== TASK REQUIREMENTS ==
Every line of the data should be retyped with no difference from the original.

Collected data:
=== Section Start ===
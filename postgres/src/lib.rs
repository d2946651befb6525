//! `PostgreSQL` stores for the outbox relay and the idempotent consumer.
//!
//! This crate provides production implementations of the store traits from
//! `outbox-core`:
//!
//! - [`PostgresOutboxStore`]: the outbox table, claimed with `FOR UPDATE SKIP LOCKED`
//! - [`PostgresProcessedEventStore`]: the idempotency ledger, driven by conditional upserts
//! - [`enqueue`]: the write contract for the domain side, run on the caller's transaction
//!
//! Every state transition is a single guarded statement. There are no
//! read-then-write sequences, so concurrent relays and redeliveries cannot
//! lose updates.
//!
//! # Example
//!
//! ```no_run
//! use outbox_postgres::{connect, migrate, PostgresOutboxStore};
//!
//! # async fn example() -> Result<(), Box<dyn std::error::Error>> {
//! let pool = connect("postgres://localhost/servicedesk", 10).await?;
//! migrate(&pool).await?;
//! let store = PostgresOutboxStore::new(pool);
//! # Ok(())
//! # }
//! ```

#![forbid(unsafe_code)]
#![warn(missing_docs)]

mod outbox;
mod processed;

pub use outbox::{PostgresOutboxStore, enqueue};
pub use processed::PostgresProcessedEventStore;

use outbox_core::StoreError;
use sqlx::PgPool;
use sqlx::postgres::PgPoolOptions;
use std::time::Duration;

/// Open a connection pool.
///
/// # Errors
///
/// Returns [`StoreError::Database`] if the database is unreachable.
pub async fn connect(database_url: &str, max_connections: u32) -> Result<PgPool, StoreError> {
    let pool = PgPoolOptions::new()
        .max_connections(max_connections.max(1))
        .acquire_timeout(Duration::from_secs(10))
        .connect(database_url)
        .await
        .map_err(db_error)?;

    tracing::info!(max_connections, "PostgreSQL pool connected");

    Ok(pool)
}

/// Run the bundled migrations (`outbox` and `processed_events` tables).
///
/// # Errors
///
/// Returns [`StoreError::Database`] if a migration fails.
pub async fn migrate(pool: &PgPool) -> Result<(), StoreError> {
    sqlx::migrate!("./migrations")
        .run(pool)
        .await
        .map_err(|e| StoreError::Database(format!("Migration failed: {e}")))
}

pub(crate) fn db_error(e: sqlx::Error) -> StoreError {
    StoreError::Database(e.to_string())
}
=== Section End ===
== ANSWER BOX ==
filename postgres/src/lib.rs
repository d2946651befb6525
//! `PostgreSQL` stores for the outbox relay and the idempotent consumer.
//!
//! This crate provides production implementations of the store traits from
//! `outbox-core`:
//!
//! - [`PostgresOutboxStore`]: the outbox table, claimed with `FOR UPDATE SKIP LOCKED`
//! - [`PostgresProcessedEventStore`]: the idempotency ledger, driven by conditional upserts
//! - [`enqueue`]: the write contract for the domain side, run on the caller's transaction
//!
//! Every state transition is a single guarded statement. There are no
//! read-then-write sequences, so concurrent relays and redeliveries cannot
//! lose updates.
//!
//! # Example
//!
//! ```no_run
//! use outbox_postgres::{connect, migrate, PostgresOutboxStore};
//!
//! # async fn example() -> Result<(), Box<dyn std::error::Error>> {
//! let pool = connect("postgres://localhost/servicedesk", 10).await?;
//! migrate(&pool).await?;
//! let store = PostgresOutboxStore::new(pool);
//! # Ok(())
//! # }
//! ```

#![forbid(unsafe_code)]
#![warn(missing_docs)]

mod outbox;
mod processed;

pub use outbox::{PostgresOutboxStore, enqueue};
pub use processed::PostgresProcessedEventStore;

use outbox_core::StoreError;
use sqlx::PgPool;
use sqlx::postgres::PgPoolOptions;
use std::time::Duration;

/// Open a connection pool.
///
/// # Errors
///
/// Returns [`StoreError::Database`] if the database is unreachable.
pub async fn connect(database_url: &str, max_connections: u32) -> Result<PgPool, StoreError> {
    let pool = PgPoolOptions::new()
        .max_connections(max_connections.max(1))
        .acquire_timeout(Duration::from_secs(10))
        .connect(database_url)
        .await
        .map_err(db_error)?;

    tracing::info!(max_connections, "PostgreSQL pool connected");

    Ok(pool)
}

/// Run the bundled migrations (`outbox` and `processed_events` tables).
///
/// # Errors
///
/// Returns [`StoreError::Database`] if a migration fails.
pub async fn migrate(pool: &PgPool) -> Result<(), StoreError> {
    sqlx::migrate!("./migrations")
        .run(pool)
        .await
        .map_err(|e| StoreError::Database(format!("Migration failed: {e}")))
}

pub(crate) fn db_error(e: sqlx::Error) -> StoreError {
    StoreError::Database(e.to_string())
}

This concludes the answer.